§ WHAT TO DO:
Count how many lines hold "rides" in the records, and respond with that number by itself.

§ STORED DATA:
******

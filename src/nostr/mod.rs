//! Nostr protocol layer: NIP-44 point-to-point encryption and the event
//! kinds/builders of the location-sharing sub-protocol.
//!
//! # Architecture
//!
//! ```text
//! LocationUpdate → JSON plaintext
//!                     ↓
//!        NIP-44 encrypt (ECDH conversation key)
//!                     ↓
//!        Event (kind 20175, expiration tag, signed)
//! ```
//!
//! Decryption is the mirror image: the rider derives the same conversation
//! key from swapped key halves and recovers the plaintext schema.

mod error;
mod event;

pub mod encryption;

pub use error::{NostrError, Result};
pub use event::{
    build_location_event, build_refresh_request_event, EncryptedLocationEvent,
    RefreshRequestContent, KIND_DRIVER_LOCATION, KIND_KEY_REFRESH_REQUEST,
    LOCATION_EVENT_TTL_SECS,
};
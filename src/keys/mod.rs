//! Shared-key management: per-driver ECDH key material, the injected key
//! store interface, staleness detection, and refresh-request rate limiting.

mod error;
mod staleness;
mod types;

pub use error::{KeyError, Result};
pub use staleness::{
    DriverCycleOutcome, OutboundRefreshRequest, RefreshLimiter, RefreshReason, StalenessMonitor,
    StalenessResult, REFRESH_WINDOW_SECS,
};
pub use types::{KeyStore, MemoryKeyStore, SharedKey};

******

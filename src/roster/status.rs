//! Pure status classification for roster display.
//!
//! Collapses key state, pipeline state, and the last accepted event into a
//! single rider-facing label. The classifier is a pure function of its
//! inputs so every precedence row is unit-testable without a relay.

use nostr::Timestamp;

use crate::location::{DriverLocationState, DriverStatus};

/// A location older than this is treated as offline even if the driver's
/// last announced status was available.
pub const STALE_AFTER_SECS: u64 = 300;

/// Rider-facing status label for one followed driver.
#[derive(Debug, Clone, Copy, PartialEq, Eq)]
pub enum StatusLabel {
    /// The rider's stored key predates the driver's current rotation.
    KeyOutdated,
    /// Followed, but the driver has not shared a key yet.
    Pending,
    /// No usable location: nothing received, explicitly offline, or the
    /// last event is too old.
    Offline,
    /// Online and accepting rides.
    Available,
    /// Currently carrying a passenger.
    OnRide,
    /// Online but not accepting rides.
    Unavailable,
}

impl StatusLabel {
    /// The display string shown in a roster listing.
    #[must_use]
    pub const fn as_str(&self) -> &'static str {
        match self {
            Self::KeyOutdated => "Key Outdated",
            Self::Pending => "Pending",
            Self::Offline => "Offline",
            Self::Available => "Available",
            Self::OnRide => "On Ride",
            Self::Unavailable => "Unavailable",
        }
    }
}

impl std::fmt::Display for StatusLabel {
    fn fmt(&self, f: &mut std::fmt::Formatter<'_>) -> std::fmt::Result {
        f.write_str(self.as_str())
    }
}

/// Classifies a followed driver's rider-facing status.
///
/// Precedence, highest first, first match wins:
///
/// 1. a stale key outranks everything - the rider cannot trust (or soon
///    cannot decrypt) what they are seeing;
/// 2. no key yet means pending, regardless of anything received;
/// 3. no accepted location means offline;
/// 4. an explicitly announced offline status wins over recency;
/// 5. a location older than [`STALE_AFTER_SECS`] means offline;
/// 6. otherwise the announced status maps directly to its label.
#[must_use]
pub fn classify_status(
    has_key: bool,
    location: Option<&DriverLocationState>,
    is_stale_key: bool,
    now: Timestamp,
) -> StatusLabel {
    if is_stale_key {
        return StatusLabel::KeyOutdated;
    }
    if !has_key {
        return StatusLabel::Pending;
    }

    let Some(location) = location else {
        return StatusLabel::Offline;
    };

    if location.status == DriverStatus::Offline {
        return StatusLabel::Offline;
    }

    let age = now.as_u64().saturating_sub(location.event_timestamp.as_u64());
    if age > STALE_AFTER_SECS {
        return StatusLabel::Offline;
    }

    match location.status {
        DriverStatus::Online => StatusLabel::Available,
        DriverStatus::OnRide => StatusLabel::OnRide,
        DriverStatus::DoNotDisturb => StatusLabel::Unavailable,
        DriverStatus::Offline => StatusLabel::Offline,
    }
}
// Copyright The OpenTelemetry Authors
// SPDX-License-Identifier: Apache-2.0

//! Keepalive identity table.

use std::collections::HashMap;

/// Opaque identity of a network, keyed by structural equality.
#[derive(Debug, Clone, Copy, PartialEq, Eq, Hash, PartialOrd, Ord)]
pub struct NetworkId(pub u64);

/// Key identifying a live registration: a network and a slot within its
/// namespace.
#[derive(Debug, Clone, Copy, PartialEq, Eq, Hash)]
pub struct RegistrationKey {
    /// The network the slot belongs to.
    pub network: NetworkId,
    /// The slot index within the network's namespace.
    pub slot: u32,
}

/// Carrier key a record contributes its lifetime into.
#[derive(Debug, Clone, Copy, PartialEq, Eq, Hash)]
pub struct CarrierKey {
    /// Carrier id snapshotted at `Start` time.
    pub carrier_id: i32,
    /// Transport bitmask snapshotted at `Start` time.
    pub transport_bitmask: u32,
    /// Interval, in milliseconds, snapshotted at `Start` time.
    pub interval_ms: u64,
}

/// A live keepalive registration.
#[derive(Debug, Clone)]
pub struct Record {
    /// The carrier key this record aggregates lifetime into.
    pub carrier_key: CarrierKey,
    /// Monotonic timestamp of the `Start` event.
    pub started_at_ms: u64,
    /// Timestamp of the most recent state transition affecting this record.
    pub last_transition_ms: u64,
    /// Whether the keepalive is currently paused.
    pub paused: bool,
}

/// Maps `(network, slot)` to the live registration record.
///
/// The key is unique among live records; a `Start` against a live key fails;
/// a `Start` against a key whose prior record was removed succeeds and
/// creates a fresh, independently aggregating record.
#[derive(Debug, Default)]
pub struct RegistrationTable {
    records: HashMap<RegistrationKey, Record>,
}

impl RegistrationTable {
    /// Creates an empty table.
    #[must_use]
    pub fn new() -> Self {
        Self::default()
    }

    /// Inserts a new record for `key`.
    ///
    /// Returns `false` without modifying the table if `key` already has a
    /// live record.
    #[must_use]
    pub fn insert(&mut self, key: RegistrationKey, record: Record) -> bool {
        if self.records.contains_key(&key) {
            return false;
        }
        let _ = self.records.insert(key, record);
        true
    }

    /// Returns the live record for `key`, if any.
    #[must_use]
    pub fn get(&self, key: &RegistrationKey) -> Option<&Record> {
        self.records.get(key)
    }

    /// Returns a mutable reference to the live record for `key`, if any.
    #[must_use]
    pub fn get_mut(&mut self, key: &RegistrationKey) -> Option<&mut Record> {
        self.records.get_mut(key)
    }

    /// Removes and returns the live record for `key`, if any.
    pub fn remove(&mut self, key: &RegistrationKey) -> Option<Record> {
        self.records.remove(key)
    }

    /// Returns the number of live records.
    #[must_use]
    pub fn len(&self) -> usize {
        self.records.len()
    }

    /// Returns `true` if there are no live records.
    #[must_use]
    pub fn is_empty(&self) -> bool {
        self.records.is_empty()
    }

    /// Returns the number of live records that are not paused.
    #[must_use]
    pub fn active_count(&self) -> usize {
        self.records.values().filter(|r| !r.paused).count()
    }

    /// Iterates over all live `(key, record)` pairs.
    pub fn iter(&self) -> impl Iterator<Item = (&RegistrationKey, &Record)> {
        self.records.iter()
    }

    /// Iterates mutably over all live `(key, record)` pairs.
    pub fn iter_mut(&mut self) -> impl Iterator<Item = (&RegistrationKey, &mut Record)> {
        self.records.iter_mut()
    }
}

******

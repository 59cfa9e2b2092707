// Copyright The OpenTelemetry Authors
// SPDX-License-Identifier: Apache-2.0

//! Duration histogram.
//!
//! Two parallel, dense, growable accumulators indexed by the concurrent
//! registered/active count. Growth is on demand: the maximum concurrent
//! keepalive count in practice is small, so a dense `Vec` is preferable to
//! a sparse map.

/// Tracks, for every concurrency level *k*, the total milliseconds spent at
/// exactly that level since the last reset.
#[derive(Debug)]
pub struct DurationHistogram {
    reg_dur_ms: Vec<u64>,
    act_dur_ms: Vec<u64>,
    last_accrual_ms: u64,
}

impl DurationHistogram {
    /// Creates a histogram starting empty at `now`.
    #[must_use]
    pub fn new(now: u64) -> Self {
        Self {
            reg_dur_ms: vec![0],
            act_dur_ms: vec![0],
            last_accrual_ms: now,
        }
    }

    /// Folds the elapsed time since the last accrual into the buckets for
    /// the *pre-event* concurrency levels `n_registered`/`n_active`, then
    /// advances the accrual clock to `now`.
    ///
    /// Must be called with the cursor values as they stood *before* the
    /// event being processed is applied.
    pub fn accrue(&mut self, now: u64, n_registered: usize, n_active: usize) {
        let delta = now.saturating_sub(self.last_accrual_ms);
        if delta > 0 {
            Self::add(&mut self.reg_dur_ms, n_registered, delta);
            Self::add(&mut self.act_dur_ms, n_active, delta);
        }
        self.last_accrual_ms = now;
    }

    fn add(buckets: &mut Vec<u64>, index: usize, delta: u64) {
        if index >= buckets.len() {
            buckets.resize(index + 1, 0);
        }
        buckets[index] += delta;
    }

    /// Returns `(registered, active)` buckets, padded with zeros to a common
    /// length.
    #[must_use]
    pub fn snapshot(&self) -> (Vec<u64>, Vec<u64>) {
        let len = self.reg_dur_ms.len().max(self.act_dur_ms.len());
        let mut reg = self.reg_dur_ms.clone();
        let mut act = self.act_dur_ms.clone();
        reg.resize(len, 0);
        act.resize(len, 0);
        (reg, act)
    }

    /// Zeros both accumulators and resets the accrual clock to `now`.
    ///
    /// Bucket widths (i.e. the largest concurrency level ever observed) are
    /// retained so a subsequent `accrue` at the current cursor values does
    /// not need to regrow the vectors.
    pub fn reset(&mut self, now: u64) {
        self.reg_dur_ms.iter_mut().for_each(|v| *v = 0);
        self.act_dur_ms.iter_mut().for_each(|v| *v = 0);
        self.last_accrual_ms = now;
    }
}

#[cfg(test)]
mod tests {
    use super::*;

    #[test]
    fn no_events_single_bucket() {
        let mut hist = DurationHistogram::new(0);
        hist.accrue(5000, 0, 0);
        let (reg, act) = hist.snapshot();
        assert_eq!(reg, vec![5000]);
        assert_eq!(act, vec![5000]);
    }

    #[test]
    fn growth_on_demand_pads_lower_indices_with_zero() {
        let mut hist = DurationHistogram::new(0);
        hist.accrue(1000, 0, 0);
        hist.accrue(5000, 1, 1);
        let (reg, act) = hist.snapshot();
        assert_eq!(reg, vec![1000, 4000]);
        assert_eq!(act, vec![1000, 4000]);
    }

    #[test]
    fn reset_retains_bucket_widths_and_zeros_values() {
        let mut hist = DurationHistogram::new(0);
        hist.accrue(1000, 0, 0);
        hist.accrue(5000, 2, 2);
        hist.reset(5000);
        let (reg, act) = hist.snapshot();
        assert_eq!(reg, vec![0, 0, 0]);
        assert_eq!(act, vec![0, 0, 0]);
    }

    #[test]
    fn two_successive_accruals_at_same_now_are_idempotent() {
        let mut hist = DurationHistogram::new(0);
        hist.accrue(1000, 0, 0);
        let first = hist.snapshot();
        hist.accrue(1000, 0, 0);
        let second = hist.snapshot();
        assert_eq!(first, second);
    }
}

******

§ EXERCISE RESULT:
2